Modèle des noise traders (De Long, Shleifer, Summers, Waldmann, 1990, JPE)
article fondamental qui formalise comment des agents biaisés peuvent influencer durablement les prix d'actifs malgré la présence d'arbitragistes rationnels.
Référence complète
J. Bradford De Long, Andrei Shleifer, Lawrence Summers et Robert Waldmann, « Noise Trader Risk in Financial Markets » (Journal of Political Economy, vol. 98, n° 4, août 1990, pp. 703-738). Connu sous l'acronyme DSSW.
Mécanisme central
le modèle introduit deux types d'agents qui coexistent sur le marché. Les noise traders, dont les anticipations dévient aléatoirement de la valeur fondamentale (souvent en raison des biais cognitifs étudiés ailleurs dans cette fiche : excès de confiance, comportement moutonnier, ancrage), et les arbitragistes rationnels qui voient le mispricing mais ont un horizon fini.
Noise trader risk
principale innovation théorique du modèle. Les noise traders sont collectivement imprévisibles, donc parier contre eux est risqué. Le mispricing peut s'élargir avant de se résorber, et cette « noise trader risk » est elle-même un risque non diversifiable que l'arbitragiste rationnel doit assumer. Le rendement attendu d'une stratégie d'arbitrage doit donc compenser non seulement le risque fondamental mais aussi ce risque de sentiment.
Conséquence d'équilibre
à l'équilibre, les noise traders peuvent gagner durablement plus que les rationnels, parce qu'ils prennent plus de risque et que ce risque inclut la composante « noise trader risk » qu'eux-mêmes créent. Le marché ne les élimine pas par sélection darwinienne, contrairement à ce que postulait Milton Friedman (« The Case for Flexible Exchange Rates », 1953).
Position théorique
DSSW est le pendant amont de Shleifer-Vishny 1997 (entrée précédente). DSSW montre comment les biais comportementaux se traduisent en mispricings persistants ; Shleifer-Vishny montre pourquoi les arbitragistes ne peuvent pas les corriger. Les deux articles forment ensemble la base théorique moderne de la finance comportementale.
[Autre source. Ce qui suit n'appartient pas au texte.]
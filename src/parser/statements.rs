//! Statement and external-declaration parsing.

use log::trace;
use thin_vec::ThinVec;

use crate::diagnostic::ParseError;
use crate::token::{KeywordKind, TokenKind};

use super::Parser;
use super::tree::{BlockItem, ExternDecln, FuncDef, Stmt, TypeModifier};

impl Parser {
    /// external-declaration: function-definition | declaration
    pub(crate) fn parse_external_decln(&mut self) -> Result<ExternDecln, ParseError> {
        if let Some(func_def) = self.attempt(Self::parse_func_def) {
            return Ok(ExternDecln::FuncDef(func_def));
        }
        Ok(ExternDecln::Decln(self.parse_decln()?))
    }

    /// function-definition: declaration-specifiers declarator
    /// compound-statement
    ///
    /// The declarator must be named and its innermost modifier must be a
    /// parameter list; anything else backtracks to the declaration path.
    fn parse_func_def(&mut self) -> Result<FuncDef, ParseError> {
        let specs = self.parse_decln_specs()?;
        let declr = self.parse_declr()?;

        if declr.name.is_none() || !matches!(declr.modifiers.first(), Some(TypeModifier::Function(..)))
        {
            return Err(self.unexpected("function declarator"));
        }
        if self.current_kind()? != TokenKind::LeftBrace {
            return Err(self.unexpected("function body"));
        }
        trace!("parse_func_def: '{}'", declr.name.unwrap());
        let body = self.parse_compound_stmt()?;
        Ok(FuncDef { specs, declr, body })
    }

    /// compound-statement: `{` (declaration | statement)* `}`
    ///
    /// Braces open and close a typedef scope so that names shadowed
    /// inside a block parse correctly.
    pub(crate) fn parse_compound_stmt(&mut self) -> Result<Stmt, ParseError> {
        self.expect_punct(TokenKind::LeftBrace)?;
        self.enter_typedef_scope();

        let mut items = ThinVec::new();
        loop {
            if self.eat_token(&TokenKind::RightBrace)? {
                break;
            }
            if let Some(decln) = self.attempt(Self::parse_decln) {
                items.push(BlockItem::Decln(decln));
            } else {
                match self.parse_stmt() {
                    Ok(stmt) => items.push(BlockItem::Stmt(stmt)),
                    Err(e) => {
                        self.exit_typedef_scope();
                        return Err(e);
                    }
                }
            }
        }

        self.exit_typedef_scope();
        Ok(Stmt::Compound(items))
    }

    /// statement: any of the C89 statement forms.
    pub(crate) fn parse_stmt(&mut self) -> Result<Stmt, ParseError> {
        let token = self.current_token()?;
        match token.kind {
            TokenKind::LeftBrace => return self.parse_compound_stmt(),
            TokenKind::Semicolon => {
                self.eat();
                return Ok(Stmt::Empty);
            }
            TokenKind::Identifier(name) => {
                // labeled statement needs two tokens of lookahead
                let saved = self.position;
                self.eat();
                if self.eat_token(&TokenKind::Colon)? {
                    let stmt = self.parse_stmt()?;
                    return Ok(Stmt::Labeled(name, Box::new(stmt)));
                }
                self.position = saved;
            }
            TokenKind::Keyword(k) => match k {
                KeywordKind::Return => {
                    self.eat();
                    if self.eat_token(&TokenKind::Semicolon)? {
                        return Ok(Stmt::Return(None));
                    }
                    let expr = self.parse_expr()?;
                    self.expect_punct(TokenKind::Semicolon)?;
                    return Ok(Stmt::Return(Some(expr)));
                }
                KeywordKind::If => {
                    self.eat();
                    self.expect_punct(TokenKind::LeftParen)?;
                    let cond = self.parse_expr()?;
                    self.expect_punct(TokenKind::RightParen)?;
                    let then_stmt = self.parse_stmt()?;
                    if self.eat_token(&TokenKind::Keyword(KeywordKind::Else))? {
                        let else_stmt = self.parse_stmt()?;
                        return Ok(Stmt::IfElse(
                            Box::new(cond),
                            Box::new(then_stmt),
                            Box::new(else_stmt),
                        ));
                    }
                    return Ok(Stmt::If(Box::new(cond), Box::new(then_stmt)));
                }
                KeywordKind::While => {
                    self.eat();
                    self.expect_punct(TokenKind::LeftParen)?;
                    let cond = self.parse_expr()?;
                    self.expect_punct(TokenKind::RightParen)?;
                    let body = self.parse_stmt()?;
                    return Ok(Stmt::While(Box::new(cond), Box::new(body)));
                }
                KeywordKind::Do => {
                    self.eat();
                    let body = self.parse_stmt()?;
                    self.expect_keyword(KeywordKind::While)?;
                    self.expect_punct(TokenKind::LeftParen)?;
                    let cond = self.parse_expr()?;
                    self.expect_punct(TokenKind::RightParen)?;
                    self.expect_punct(TokenKind::Semicolon)?;
                    return Ok(Stmt::DoWhile(Box::new(body), Box::new(cond)));
                }
                KeywordKind::For => {
                    self.eat();
                    self.expect_punct(TokenKind::LeftParen)?;
                    let init = if self.eat_token(&TokenKind::Semicolon)? {
                        None
                    } else {
                        let expr = self.parse_expr()?;
                        self.expect_punct(TokenKind::Semicolon)?;
                        Some(Box::new(expr))
                    };
                    let cond = if self.eat_token(&TokenKind::Semicolon)? {
                        None
                    } else {
                        let expr = self.parse_expr()?;
                        self.expect_punct(TokenKind::Semicolon)?;
                        Some(Box::new(expr))
                    };
                    let step = if self.current_kind()? == TokenKind::RightParen {
                        None
                    } else {
                        Some(Box::new(self.parse_expr()?))
                    };
                    self.expect_punct(TokenKind::RightParen)?;
                    let body = self.parse_stmt()?;
                    return Ok(Stmt::For(init, cond, step, Box::new(body)));
                }
                KeywordKind::Switch => {
                    self.eat();
                    self.expect_punct(TokenKind::LeftParen)?;
                    let expr = self.parse_expr()?;
                    self.expect_punct(TokenKind::RightParen)?;
                    // a switch body must be a compound statement
                    if self.current_kind()? != TokenKind::LeftBrace {
                        let token = self.current_token()?;
                        return Err(ParseError::SyntaxError {
                            message: "switch body must be a compound statement".to_string(),
                            location: token.span,
                        });
                    }
                    let body = self.parse_compound_stmt()?;
                    return Ok(Stmt::Switch(Box::new(expr), Box::new(body)));
                }
                KeywordKind::Case => {
                    self.eat();
                    let value = self.parse_constant_expr()?;
                    self.expect_punct(TokenKind::Colon)?;
                    let stmt = self.parse_stmt()?;
                    return Ok(Stmt::Case(value, Box::new(stmt)));
                }
                KeywordKind::Default => {
                    self.eat();
                    self.expect_punct(TokenKind::Colon)?;
                    let stmt = self.parse_stmt()?;
                    return Ok(Stmt::Default(Box::new(stmt)));
                }
                KeywordKind::Goto => {
                    self.eat();
                    let label = self.expect_name()?;
                    self.expect_punct(TokenKind::Semicolon)?;
                    return Ok(Stmt::Goto(label));
                }
                KeywordKind::Break => {
                    self.eat();
                    self.expect_punct(TokenKind::Semicolon)?;
                    return Ok(Stmt::Break);
                }
                KeywordKind::Continue => {
                    self.eat();
                    self.expect_punct(TokenKind::Semicolon)?;
                    return Ok(Stmt::Continue);
                }
                _ => {}
            },
            _ => {}
        }

        let expr = self.parse_expr()?;
        self.expect_punct(TokenKind::Semicolon)?;
        Ok(Stmt::Expr(expr))
    }
}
Tension Fama / Shiller au Nobel 2013
fait historique fascinant et pédagogiquement essentiel — Eugene Fama (Chicago, défenseur principal de l'hypothèse d'efficience des marchés) et Robert Shiller (Yale, principal documentateur des anomalies comportementales et de l'excess volatility) ont reçu ensemble le prix Nobel d'économie le 14 octobre 2013, partagé avec Lars Peter Hansen (Chicago, économétrie financière).
Citation officielle du comité
« for their empirical analysis of asset prices » (pour leur analyse empirique des prix d'actifs).
Cohabitation paradoxale
Fama est le théoricien de l'EMH (« Efficient Capital Markets : A Review of Theory and Empirical Work », Journal of Finance, 1970) qui affirme que les prix de marché incorporent toute l'information disponible et qu'on ne peut pas battre systématiquement le marché. Shiller est l'auteur de « Irrational Exuberance » (2000) et a démontré que les prix d'actifs varient bien plus que ce que justifieraient les fondamentaux (« excess volatility », American Economic Review 1981), thèse incompatible avec l'EMH dans sa forme forte.
Lecture du jury Nobel
le comité a explicitement reconnu les deux contributions comme complémentaires. Fama a établi qu'on ne peut pas prédire les prix à court terme (vrai en moyenne) ; Shiller a établi qu'on peut détecter les écarts persistants à long terme entre prix et fondamentaux.
Importance pour cette fiche
cette cohabitation des deux paradigmes est exactement ce que Mankiw défend dans les POINTS CLES de cette fiche : « les modèles rationnels comme une approximation de premier ordre utile, et les biais comportementaux comme des corrections de second ordre essentielles ». Le Nobel 2013 est le symbole institutionnel de cette synthèse — l'orthodoxie EMH et l'hétérodoxie comportementale partagent désormais le sommet de la discipline.